At the end of one week, if a proposal has at least 3 votes of +1
and no votes of -1
in the ticket, it is approved and may proceed with implementation. If there is at least one -1
vote, the ticket must be added to the upcoming meeting agenda and is subject to the Meeting Votes rules.
The person submitting the proposal or a FESCo member may request a proposal for "Fast Track", causing it to get approved immediately if it receives +7
without any -1
votes. Any -1
vote or an explicit request from a FESCo member removes the proposal from Fast Track, causing it to follow the normal procedure.
If there are insufficient +1
votes at the end of one week, one additional week will be granted. At the end of this period, if there is at least one +1
vote and no votes of -1
, the proposal is approved. If there is at least one -1
vote, the ticket must be added to the upcoming meeting agenda and is subject to the Meeting Votes rules. If there are no votes at all, the proposal is considered rejected and the status quo will be maintained. The submitter may at this time make a new proposal which will be processed following the usual rules.
Tickets which are labeled as "Fast Track" must be retitled to include "[FastTrack]" and if they have not received enough votes in 48 hours, a FESCo member should send a reminder.
Meeting Votes
FESCo meets usually on a weekly basis, check the FESCo meeting process.

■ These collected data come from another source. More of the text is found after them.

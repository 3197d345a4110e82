use std::sync::Arc;

use dashmap::mapref::entry::Entry;
use dashmap::DashMap;
use tracing::trace;

use crate::constants::NON_NAMESPACED_KINDS_SUFFIX;
use crate::ClusterRef;

/// Shared key-presence store with atomic check-and-set semantics
///
/// Cloning is cheap and every clone observes the same entries. Inject one
/// instance per process; tests create their own to start from a clean slate.
///
/// Presence flags and per-cluster kind lists live in separate maps, so no
/// flag key can collide with a kind list key.
#[derive(Debug, Clone, Default)]
pub struct SharedCache {
    flags: Arc<DashMap<String, ()>>,
    /// Kinds reported as cluster-scoped, keyed `config-cluster-nonNamespacedResources`
    kinds: Arc<DashMap<String, Arc<[String]>>>,
}

impl SharedCache {
    pub fn new() -> Self {
        Self::default()
    }

    /// Marks `key` as present.
    ///
    /// Returns `true` only for the caller that inserted the key; every
    /// concurrent or later caller observes `false`. The check and the insert
    /// happen under the same shard lock.
    pub fn check_and_set(
        &self,
        key: &str,
    ) -> bool {
        match self.flags.entry(key.to_string()) {
            Entry::Occupied(_) => {
                trace!(key, "Cache key already present");
                false
            }
            Entry::Vacant(v) => {
                v.insert(());
                trace!(key, "Cache key set");
                true
            }
        }
    }

    pub fn has(
        &self,
        key: &str,
    ) -> bool {
        self.flags.contains_key(key)
    }

    /// Removes `key`, returning whether it was present
    pub fn remove(
        &self,
        key: &str,
    ) -> bool {
        self.flags.remove(key).is_some()
    }

    /// Drops every flag and every kind list
    pub fn clear(&self) {
        self.flags.clear();
        self.kinds.clear();
    }

    /// Number of presence flags
    pub fn len(&self) -> usize {
        self.flags.len()
    }

    pub fn is_empty(&self) -> bool {
        self.flags.is_empty()
    }

    /// Records the kinds `cluster` reports as cluster-scoped.
    pub fn set_non_namespaced_kinds(
        &self,
        cluster: &ClusterRef,
        kinds: Vec<String>,
    ) {
        self.kinds.insert(non_namespaced_kinds_key(cluster), kinds.into());
    }

    pub fn non_namespaced_kinds(
        &self,
        cluster: &ClusterRef,
    ) -> Option<Arc<[String]>> {
        self.kinds
            .get(&non_namespaced_kinds_key(cluster))
            .map(|kinds| kinds.value().clone())
    }
}

pub(crate) fn non_namespaced_kinds_key(cluster: &ClusterRef) -> String {
    format!("{}-{}", cluster.key_prefix(), NON_NAMESPACED_KINDS_SUFFIX)
}
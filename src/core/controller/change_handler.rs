use std::sync::Arc;

use tracing::trace;

use super::resource_controller::ControllerInner;
use crate::Resource;
use crate::ResourceChange;
use crate::ResourceEventHandler;
use crate::SynchronizedReplica;

/// Replica callback deriving the affected stream keys of each change
pub(super) struct ChangeHandler<S: SynchronizedReplica> {
    controller: Arc<ControllerInner<S>>,
}

impl<S: SynchronizedReplica> ChangeHandler<S> {
    pub(super) fn new(controller: Arc<ControllerInner<S>>) -> Self {
        Self { controller }
    }
}

impl<S: SynchronizedReplica> ResourceEventHandler<S::Object> for ChangeHandler<S> {
    fn on_change(
        &self,
        change: &ResourceChange<S::Object>,
    ) {
        let obj = change.identity_source();
        trace!(
            kind = %self.controller.kind,
            namespace = obj.namespace(),
            name = obj.name(),
            "Replica change received"
        );
        self.controller.schedule_for(obj);
    }
}
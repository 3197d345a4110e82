//! Synchronized replica capability.
//!
//! A replica is a locally cached, eventually-consistent mirror of one
//! resource collection, kept current by a watch stream owned by the
//! control-plane client. This layer only consumes it: snapshot reads, an
//! initial-sync signal, and raw change notifications.

mod memory_replica;
pub use memory_replica::*;


use std::sync::Arc;

#[cfg(test)]
use mockall::automock;

use crate::Result;

/// Identity accessors every tracked object exposes
pub trait Resource: Clone + Send + Sync + 'static {
    fn name(&self) -> &str;

    /// Empty for cluster-scoped objects
    fn namespace(&self) -> &str;
}

/// Raw change notification delivered by a replica
#[derive(Debug, Clone, PartialEq)]
pub enum ResourceChange<R> {
    Added(R),
    Updated { old: R, new: R },
    Deleted(R),
}

impl<R: Resource> ResourceChange<R> {
    /// Object whose identity keys the item-level streams.
    ///
    /// Updates resolve to the pre-change value so subscribers keyed by an
    /// object's old name still see the transition.
    pub fn identity_source(&self) -> &R {
        match self {
            ResourceChange::Added(obj) => obj,
            ResourceChange::Updated { old, .. } => old,
            ResourceChange::Deleted(obj) => obj,
        }
    }
}

/// Callback attached to a replica's change feed
pub trait ResourceEventHandler<R>: Send + Sync {
    fn on_change(
        &self,
        change: &ResourceChange<R>,
    );
}

#[cfg_attr(test, automock(type Object = crate::test_utils::TestResource;))]
pub trait SynchronizedReplica: Send + Sync + 'static {
    type Object: Resource;

    /// Current snapshot of the whole collection
    fn list(&self) -> Vec<Self::Object>;

    /// Current value of one item, `None` once it no longer exists
    fn get(
        &self,
        namespace: &str,
        name: &str,
    ) -> Option<Self::Object>;

    /// Whether the initial list has been fully loaded
    fn has_synced(&self) -> bool;

    fn add_event_handler(
        &self,
        handler: Arc<dyn ResourceEventHandler<Self::Object>>,
    ) -> Result<()>;

    /// Begins the underlying watch.
    ///
    /// Must not block: implementations hand the watch loop to their own
    /// task and report only failures to establish it.
    fn start(&self) -> Result<()>;
}
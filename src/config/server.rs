use std::net::SocketAddr;
use std::time::Duration;

use serde::Deserialize;
use serde::Serialize;

use crate::Error;
use crate::Result;

#[derive(Debug, Serialize, Deserialize, Clone)]
pub struct ServerConfig {
    #[serde(default = "default_server_enabled")]
    pub enabled: bool,

    /// Address the SSE endpoint binds to
    #[serde(default = "default_listen_address")]
    pub listen_address: String,

    /// Interval between SSE keep-alive comments (unit: seconds)
    #[serde(default = "default_keep_alive_secs")]
    pub keep_alive_secs: u64,
}

impl Default for ServerConfig {
    fn default() -> Self {
        Self {
            enabled: default_server_enabled(),
            listen_address: default_listen_address(),
            keep_alive_secs: default_keep_alive_secs(),
        }
    }
}

impl ServerConfig {
    pub fn socket_addr(&self) -> Result<SocketAddr> {
        self.listen_address.parse().map_err(|e| {
            Error::InvalidConfig(format!(
                "server.listen_address {} is not a socket address: {}",
                self.listen_address, e
            ))
        })
    }

    pub fn keep_alive(&self) -> Duration {
        Duration::from_secs(self.keep_alive_secs)
    }

    pub fn validate(&self) -> Result<()> {
        if !self.enabled {
            return Ok(());
        }
        self.socket_addr()?;
        if self.keep_alive_secs == 0 {
            return Err(Error::InvalidConfig("server.keep_alive_secs must be greater than 0".into()));
        }
        Ok(())
    }
}

fn default_server_enabled() -> bool {
    true
}

fn default_listen_address() -> String {
    "127.0.0.1:7080".to_string()
}

fn default_keep_alive_secs() -> u64 {
    15
}
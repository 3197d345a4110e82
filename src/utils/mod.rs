pub mod async_task;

You should verify the meeting date and time from the devel mail "Plan for tomorrow’s FESCo meeting" being sent in advance.
All requests for consideration by the steering committee (including group sponsorship requests and maintainer-ship issues) should be submitted as a ticket:
Meetings require a majority of FESCo to be present; if fewer than five of the nine members are able to attend a meeting, the meeting is cancelled.

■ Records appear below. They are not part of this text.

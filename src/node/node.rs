//! Process-wide container of the stream dispatch layer.
//!
//! ## Key Responsibilities
//! - Owns the validated configuration
//! - Shares one [`SharedCache`] and one [`StreamRegistry`] across controllers
//! - Keeps one [`EventCoalescer`] per cluster and kind, so producers of the
//!   same stream key are serialized across every controller built for it
//! - Hands out [`ControllerBuilder`]s wired to that shared state
//! - Runs the SSE and metrics servers until the shutdown signal fires
//!
//! ## Example Usage
//! ```ignore
//! let (shutdown_tx, shutdown_rx) = watch::channel(());
//! let node = StreamNode::from_env(shutdown_rx)?;
//! let pods = node.controller("Pod", cluster, replica, projection).build();
//! node.start_stream_server(Arc::new(pods))?;
//! node.start_metrics_server();
//! ```

use std::net::SocketAddr;
use std::sync::Arc;

use dashmap::DashMap;
use tokio::sync::watch;
use tokio::task::JoinHandle;
use tracing::debug;
use tracing::info;

use super::ControllerBuilder;
use crate::async_task::spawn_task;
use crate::metrics;
use crate::network;
use crate::ClusterRef;
use crate::EventCoalescer;
use crate::Projection;
use crate::Result;
use crate::SharedCache;
use crate::StreamActivator;
use crate::StreamKey;
use crate::StreamNodeConfig;
use crate::StreamRegistry;
use crate::SynchronizedReplica;

pub struct StreamNode {
    config: Arc<StreamNodeConfig>,
    shared_cache: SharedCache,
    registry: StreamRegistry,
    /// Keyed by the collection stream key of each cluster and kind
    coalescers: DashMap<StreamKey, EventCoalescer>,
    shutdown_signal: watch::Receiver<()>,
}

impl StreamNode {
    /// Validates `config` and creates empty shared state
    pub fn new(
        config: StreamNodeConfig,
        shutdown_signal: watch::Receiver<()>,
    ) -> Result<Self> {
        let config = config.validate()?;
        let registry = StreamRegistry::new(config.publisher.clone());
        Ok(Self {
            config: Arc::new(config),
            shared_cache: SharedCache::new(),
            registry,
            coalescers: DashMap::new(),
            shutdown_signal,
        })
    }

    /// Loads configuration from defaults, `CONFIG_PATH` and the environment
    pub fn from_env(shutdown_signal: watch::Receiver<()>) -> Result<Self> {
        Self::new(StreamNodeConfig::new()?, shutdown_signal)
    }

    pub fn config(&self) -> &StreamNodeConfig {
        &self.config
    }

    pub fn shared_cache(&self) -> &SharedCache {
        &self.shared_cache
    }

    pub fn registry(&self) -> &StreamRegistry {
        &self.registry
    }

    /// Builder for a controller of `kind` on `cluster`, sharing this node's
    /// cache, registry and timings.
    ///
    /// Every builder for the same cluster and kind receives the same
    /// coalescer.
    pub fn controller<S: SynchronizedReplica>(
        &self,
        kind: impl Into<String>,
        cluster: ClusterRef,
        replica: Arc<S>,
        projection: Arc<dyn Projection<S::Object>>,
    ) -> ControllerBuilder<S> {
        let kind = kind.into();
        let window = self.config.coalescer.window();
        let coalescer = self
            .coalescers
            .entry(StreamKey::collection(&cluster, &kind))
            .or_insert_with(|| EventCoalescer::new(window))
            .clone();

        ControllerBuilder::new(kind, cluster, replica, projection)
            .coalescing_window(window)
            .sync_poll_interval(self.config.controller.sync_poll_interval())
            .registry(self.registry.clone())
            .shared_cache(self.shared_cache.clone())
            .coalescer(coalescer)
    }

    /// Starts the SSE listener when enabled, returning its bound address.
    pub fn start_stream_server(
        &self,
        activator: Arc<dyn StreamActivator>,
    ) -> Result<Option<SocketAddr>> {
        if !self.config.server.enabled {
            debug!("Stream server disabled");
            return Ok(None);
        }

        let (bound, server) = network::serve(
            self.config.server.socket_addr()?,
            self.registry.clone(),
            activator,
            self.config.server.keep_alive(),
            self.shutdown_signal.clone(),
        )?;
        spawn_task("stream_server", async move {
            server.await;
            Ok(())
        });
        Ok(Some(bound))
    }

    /// Starts the Prometheus endpoint when enabled
    pub fn start_metrics_server(&self) -> Option<JoinHandle<()>> {
        if !self.config.monitoring.prometheus_enabled {
            return None;
        }
        let port = self.config.monitoring.prometheus_port;
        let shutdown_signal = self.shutdown_signal.clone();
        info!(port, "Starting metrics server");
        Some(spawn_task("metrics_server", async move {
            metrics::start_server(port, shutdown_signal).await;
            Ok(())
        }))
    }
}
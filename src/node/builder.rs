//! Fluent construction of [`ResourceController`]s.
//!
//! A standalone builder starts from the crate defaults and a private
//! registry and cache. Builders handed out by [`StreamNode::controller`]
//! come pre-wired with the node's shared state and configured timings.
//!
//! ## Example
//! ```ignore
//! let controller = node
//!     .controller("Pod", ClusterRef::new("kubeconfig", "prod"), replica, projection)
//!     .cache_key("podInformer")
//!     .additional_stream(StreamKey::from("prod-pod-metrics"), move || publish_metrics())
//!     .build();
//! ```
//!
//! [`StreamNode::controller`]: crate::StreamNode::controller

use std::sync::Arc;
use std::time::Duration;

use crate::constants::DEFAULT_COALESCING_WINDOW;
use crate::constants::DEFAULT_SYNC_POLL_INTERVAL;
use crate::AdditionalStream;
use crate::ClusterRef;
use crate::EventCoalescer;
use crate::Projection;
use crate::ResourceController;
use crate::Result;
use crate::SharedCache;
use crate::StreamKey;
use crate::StreamRegistry;
use crate::SynchronizedReplica;

pub struct ControllerBuilder<S: SynchronizedReplica> {
    kind: String,
    cluster: ClusterRef,
    replica: Arc<S>,
    projection: Arc<dyn Projection<S::Object>>,
    cache_key: Option<String>,
    coalescing_window: Duration,
    sync_poll_interval: Duration,
    registry: Option<StreamRegistry>,
    shared_cache: Option<SharedCache>,
    coalescer: Option<EventCoalescer>,
    additional_streams: Vec<AdditionalStream>,
}

impl<S: SynchronizedReplica> ControllerBuilder<S> {
    pub fn new(
        kind: impl Into<String>,
        cluster: ClusterRef,
        replica: Arc<S>,
        projection: Arc<dyn Projection<S::Object>>,
    ) -> Self {
        Self {
            kind: kind.into(),
            cluster,
            replica,
            projection,
            cache_key: None,
            coalescing_window: DEFAULT_COALESCING_WINDOW,
            sync_poll_interval: DEFAULT_SYNC_POLL_INTERVAL,
            registry: None,
            shared_cache: None,
            coalescer: None,
            additional_streams: Vec::new(),
        }
    }

    /// Idempotency cache key; defaults to `{kind}Informer`
    pub fn cache_key(
        mut self,
        cache_key: impl Into<String>,
    ) -> Self {
        self.cache_key = Some(cache_key.into());
        self
    }

    pub fn coalescing_window(
        mut self,
        window: Duration,
    ) -> Self {
        self.coalescing_window = window;
        self
    }

    pub fn sync_poll_interval(
        mut self,
        interval: Duration,
    ) -> Self {
        self.sync_poll_interval = interval;
        self
    }

    pub fn registry(
        mut self,
        registry: StreamRegistry,
    ) -> Self {
        self.registry = Some(registry);
        self
    }

    pub fn shared_cache(
        mut self,
        cache: SharedCache,
    ) -> Self {
        self.shared_cache = Some(cache);
        self
    }

    /// Shares an existing coalescer instead of creating one per controller.
    ///
    /// Overrides `coalescing_window`.
    pub fn coalescer(
        mut self,
        coalescer: EventCoalescer,
    ) -> Self {
        self.coalescer = Some(coalescer);
        self
    }

    /// Adds a caller-defined stream re-produced on every change of the kind
    pub fn additional_stream<F>(
        mut self,
        key: StreamKey,
        producer: F,
    ) -> Self
    where
        F: Fn() -> Result<()> + Send + Sync + 'static,
    {
        self.additional_streams.push(AdditionalStream {
            key,
            producer: Arc::new(producer),
        });
        self
    }

    pub fn build(self) -> ResourceController<S> {
        let cache_key = self
            .cache_key
            .unwrap_or_else(|| format!("{}Informer", self.kind));
        let coalescer = self
            .coalescer
            .unwrap_or_else(|| EventCoalescer::new(self.coalescing_window));

        ResourceController::new(
            self.kind,
            self.cluster,
            cache_key,
            self.replica,
            self.projection,
            coalescer,
            self.registry.unwrap_or_default(),
            self.shared_cache.unwrap_or_default(),
            self.sync_poll_interval,
            self.additional_streams,
        )
    }
}
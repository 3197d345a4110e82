use std::sync::Arc;
use std::time::Duration;

use tokio::sync::watch;

use crate::test_utils::TestResource;
use crate::ClusterRef;
use crate::Error;
use crate::InMemoryReplica;
use crate::MockStreamActivator;
use crate::Projection;
use crate::SerdeProjection;
use crate::StreamNode;
use crate::StreamNodeConfig;

fn config() -> StreamNodeConfig {
    let mut config = StreamNodeConfig::default();
    config.server.listen_address = "127.0.0.1:0".to_string();
    config
}

#[tokio::test]
async fn test_new_rejects_invalid_config() {
    let (_shutdown_tx, shutdown_rx) = watch::channel(());
    let mut config = config();
    config.coalescer.window_ms = 0;

    assert!(matches!(StreamNode::new(config, shutdown_rx), Err(Error::InvalidConfig(_))));
}

#[tokio::test]
async fn test_controllers_share_node_state_and_timings() {
    let (_shutdown_tx, shutdown_rx) = watch::channel(());
    let mut config = config();
    config.coalescer.window_ms = 120;
    let node = StreamNode::new(config, shutdown_rx).unwrap();
    let replica = Arc::new(InMemoryReplica::<TestResource>::new());
    let projection: Arc<dyn Projection<TestResource>> = Arc::new(SerdeProjection::new());

    let first = node
        .controller("Pod", ClusterRef::new("c", "k"), replica.clone(), projection.clone())
        .build();
    let second = node
        .controller("Pod", ClusterRef::new("c", "k"), replica.clone(), projection)
        .build();

    assert_eq!(first.coalescer().window(), Duration::from_millis(120));
    assert!(first.start().unwrap());
    assert!(!second.start().unwrap());
    assert!(node.shared_cache().has("c-k-PodInformer"));
    assert_eq!(replica.start_count(), 1);

    let _subscription = node.registry().subscribe(first.collection_key().clone());
    assert_eq!(node.registry().stream_count(), 1);
}

#[tokio::test]
async fn test_controllers_of_same_kind_share_one_coalescer() {
    let (_shutdown_tx, shutdown_rx) = watch::channel(());
    let node = StreamNode::new(config(), shutdown_rx).unwrap();
    let replica = Arc::new(InMemoryReplica::<TestResource>::new());
    let projection: Arc<dyn Projection<TestResource>> = Arc::new(SerdeProjection::new());
    let cluster = ClusterRef::new("c", "k");

    let first = node
        .controller("Pod", cluster.clone(), replica.clone(), projection.clone())
        .build();
    let second = node
        .controller("Pod", cluster.clone(), replica.clone(), projection.clone())
        .build();
    let services = node
        .controller("Service", cluster, replica.clone(), projection)
        .build();

    let key = first.collection_key().clone();
    assert!(first.coalescer().schedule(key.clone(), Box::new(|| Ok(()))));

    assert!(second.coalescer().is_pending(&key));
    assert!(!second.coalescer().schedule(key.clone(), Box::new(|| Ok(()))));
    assert!(!services.coalescer().is_pending(&key));

    second.coalescer().wait_idle().await;
    assert_eq!(first.coalescer().invocation_count(), 1);
    assert_eq!(services.coalescer().invocation_count(), 0);
}

#[tokio::test]
async fn test_stream_server_disabled_returns_none() {
    let (_shutdown_tx, shutdown_rx) = watch::channel(());
    let mut config = config();
    config.server.enabled = false;
    let node = StreamNode::new(config, shutdown_rx).unwrap();

    let bound = node.start_stream_server(Arc::new(MockStreamActivator::new())).unwrap();

    assert!(bound.is_none());
}

#[tokio::test]
async fn test_stream_server_binds_and_stops_on_shutdown() {
    let (shutdown_tx, shutdown_rx) = watch::channel(());
    let node = StreamNode::new(config(), shutdown_rx).unwrap();

    let bound = node
        .start_stream_server(Arc::new(MockStreamActivator::new()))
        .unwrap()
        .expect("server enabled");
    assert_ne!(bound.port(), 0);
    assert!(tokio::net::TcpStream::connect(bound).await.is_ok());

    shutdown_tx.send(()).unwrap();
}

#[tokio::test]
async fn test_metrics_server_disabled_by_default() {
    let (_shutdown_tx, shutdown_rx) = watch::channel(());
    let node = StreamNode::new(config(), shutdown_rx).unwrap();

    assert!(node.start_metrics_server().is_none());
}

At the meeting, a reasonable amount of time must be given for discussion. Once a proposal is made in the meeting, the vote will be tallied as follows:
Votes must be one of +1
, 0
, or -1
, as described in Ticket Votes (Preferred).

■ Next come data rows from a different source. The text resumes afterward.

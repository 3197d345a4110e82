//! Server-sent-event transport for stream subscribers.
//!
//! One HTTP connection serves one stream key. The handler subscribes before
//! activating the kind's controller, so the synchronization publish issued at
//! the end of activation always reaches the new subscriber.
mod sse_server;
pub use sse_server::*;


use async_trait::async_trait;
#[cfg(test)]
use mockall::automock;
use serde::Deserialize;
use serde::Serialize;
use tokio_util::sync::CancellationToken;

use crate::ClusterRef;
use crate::Result;
use crate::RouteType;
use crate::StreamError;
use crate::StreamKey;

/// Query string of a stream request
#[derive(Debug, Clone, Default, PartialEq, Eq, Serialize, Deserialize)]
pub struct StreamQuery {
    pub config: Option<String>,
    pub cluster: Option<String>,
    pub kind: Option<String>,
    pub namespace: Option<String>,
    pub name: Option<String>,
}

impl StreamQuery {
    pub fn cluster_ref(&self) -> Result<ClusterRef> {
        let config = required(&self.config, "config")?;
        let cluster = required(&self.cluster, "cluster")?;
        Ok(ClusterRef::new(config, cluster))
    }

    pub fn kind(&self) -> Result<&str> {
        required(&self.kind, "kind")
    }

    /// Key of the stream this request subscribes to
    pub fn stream_key(
        &self,
        route: RouteType,
    ) -> Result<StreamKey> {
        route.stream_key(
            &self.cluster_ref()?,
            self.kind()?,
            self.namespace.as_deref(),
            self.name.as_deref(),
        )
    }
}

fn required<'a>(
    value: &'a Option<String>,
    name: &'static str,
) -> Result<&'a str> {
    value
        .as_deref()
        .filter(|v| !v.is_empty())
        .ok_or_else(|| StreamError::MissingParameter(name).into())
}

/// Per-kind hook run for every new stream connection.
///
/// Implementations start the kind's controller and wait for its replica to
/// sync. `cancel` fires when the client disconnects.
#[cfg_attr(test, automock)]
#[async_trait]
pub trait StreamActivator: Send + Sync + 'static {
    async fn activate(
        &self,
        route: RouteType,
        query: &StreamQuery,
        cancel: CancellationToken,
    ) -> Result<()>;
}
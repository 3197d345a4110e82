//! Resource stream controller
//!
//! One controller per tracked kind per connection. It binds a synchronized
//! replica to the coalescer and the stream registry:
//!
//! ```text
//! replica change ──▶ ChangeHandler ──▶ EventCoalescer ──▶ producer
//!                     (derive keys)     (one per window)    │ reads replica
//!                                                           ▼
//!                                                     StreamRegistry
//! ```

mod change_handler;
mod resource_controller;
mod stream_key;
pub use resource_controller::*;
pub use stream_key::*;
use std::sync::Arc;

use kube_stream::ResourceChange;
use kube_stream::StreamActivator;

use crate::common::enable_logger;
use crate::common::start_node;
use crate::common::stream_url;
use crate::common::EventReader;
use crate::common::Pod;

#[tokio::test]
async fn test_list_stream_starts_with_synced_snapshot_then_follows_changes() {
    enable_logger();
    let test_node = start_node(vec![Pod::new("default", "pod-a", "Running")]);
    let activator: Arc<dyn StreamActivator> = Arc::new(test_node.controller.clone());
    let addr = test_node
        .node
        .start_stream_server(activator)
        .expect("server started")
        .expect("server enabled");

    let response = reqwest::get(stream_url(addr, "list", "")).await.unwrap();
    assert_eq!(response.status(), reqwest::StatusCode::OK);
    let mut events = EventReader::new(response);
    events.wait_for("\"name\":\"pod-a\"").await;

    test_node
        .replica
        .apply(ResourceChange::Added(Pod::new("default", "pod-b", "Pending")));
    events.wait_for("\"name\":\"pod-b\"").await;

    assert_eq!(test_node.replica.start_count(), 1);
    test_node.shutdown_tx.send(()).unwrap();
}

#[tokio::test]
async fn test_detail_streams_follow_item_lifecycle() {
    enable_logger();
    let test_node = start_node(vec![Pod::new("default", "pod-a", "Pending")]);
    let activator: Arc<dyn StreamActivator> = Arc::new(test_node.controller.clone());
    let addr = test_node
        .node
        .start_stream_server(activator)
        .unwrap()
        .unwrap();

    let detail = reqwest::get(stream_url(addr, "details", "&namespace=default&name=pod-a"))
        .await
        .unwrap();
    let yaml = reqwest::get(stream_url(addr, "yaml", "&namespace=default&name=pod-a"))
        .await
        .unwrap();
    let mut detail = EventReader::new(detail);
    let mut yaml = EventReader::new(yaml);

    test_node.replica.apply(ResourceChange::Updated {
        old: Pod::new("default", "pod-a", "Pending"),
        new: Pod::new("default", "pod-a", "Running"),
    });
    detail.wait_for("\"phase\":\"Running\"").await;
    yaml.wait_for("phase: Running").await;

    test_node
        .replica
        .apply(ResourceChange::Deleted(Pod::new("default", "pod-a", "Running")));
    detail.wait_for("{}").await;

    test_node.shutdown_tx.send(()).unwrap();
}

#[tokio::test]
async fn test_second_connection_reuses_started_watch() {
    enable_logger();
    let test_node = start_node(vec![Pod::new("default", "pod-a", "Running")]);
    let activator: Arc<dyn StreamActivator> = Arc::new(test_node.controller.clone());
    let addr = test_node
        .node
        .start_stream_server(activator)
        .unwrap()
        .unwrap();

    let first = reqwest::get(stream_url(addr, "list", "")).await.unwrap();
    let second = reqwest::get(stream_url(addr, "list", "")).await.unwrap();
    EventReader::new(first).wait_for("pod-a").await;
    EventReader::new(second).wait_for("pod-a").await;

    assert_eq!(test_node.replica.start_count(), 1);
    assert_eq!(test_node.replica.handler_count(), 1);
    test_node.shutdown_tx.send(()).unwrap();
}

#[tokio::test]
async fn test_bad_requests_are_rejected() {
    enable_logger();
    let test_node = start_node(vec![]);
    let activator: Arc<dyn StreamActivator> = Arc::new(test_node.controller.clone());
    let addr = test_node
        .node
        .start_stream_server(activator)
        .unwrap()
        .unwrap();

    let missing_name = reqwest::get(stream_url(addr, "details", "&namespace=default"))
        .await
        .unwrap();
    let unknown_route = reqwest::get(stream_url(addr, "logs", "")).await.unwrap();
    let other_kind = reqwest::get(format!("http://{addr}/stream/list?config=c&cluster=k&kind=Service"))
        .await
        .unwrap();

    assert_eq!(missing_name.status(), reqwest::StatusCode::BAD_REQUEST);
    assert_eq!(unknown_route.status(), reqwest::StatusCode::NOT_FOUND);
    assert_eq!(other_kind.status(), reqwest::StatusCode::NOT_FOUND);
    assert_eq!(test_node.replica.start_count(), 0);
}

In a meeting vote, a vote of 0
reduces the denominator of the fraction required to achieve the 51% majority. In effect, it says "I am agreeing to vote with the remaining majority, whatever they decide."
Any FESCo member is assumed to retain the last vote that they made in the ticket prior to the meeting. Note that this does not carry over to new proposals, with the exception of clarification edits.
If a vote in the meeting achieves a 51% majority of eligible voters, regardless of their attendance at the meeting and accounting for any explicit 0
votes, in favor of a proposal, that proposal is accepted.
If a vote in the meeting achieves a 51% majority of eligible voters, regardless of their attendance at the meeting and accounting for any explicit 0
votes, against a proposal, that proposal is rejected.
If a proposal in a meeting fails to achieve a majority either for or against, the FESCo members present must either:
-
Present a new proposal, restarting the meeting voting process.
-
Return the proposal to the ticket, restarting the ticket voting process above. All votes made in the meeting will be transferred to the ticket. (Note: negative votes recorded in this way do trigger discussion at the next meeting as normal). Once FESCo agrees to return the proposal to the ticket, all discussion in the current meeting on the topic is ended until that ticket vote has concluded with either a decision or is transferred to another meeting.
Agenda
You can find FESCO’s weekly agenda in the FESCo Ticketing System with this report.
Meeting Minutes
You can find FESCO’s meeting minutes at the fedora meetbot site as well as posted to the link:devel@lists.fedoraproject.org list after each meeting. Note that meetings prior to the 2010-10-20 meeting were on Tuesdays.
Mailing List
FESCo has a private mailing list for sensitive matters. This list will have as subscribers only the current FESCo members and the Fedora Project Leader. This list should only be used in very rare situations with private information. The FESCo chair will make sure any discussion on this list that doesn’t need to be private will be resent to a public forum (FESCo issue tracker, devel list, etc).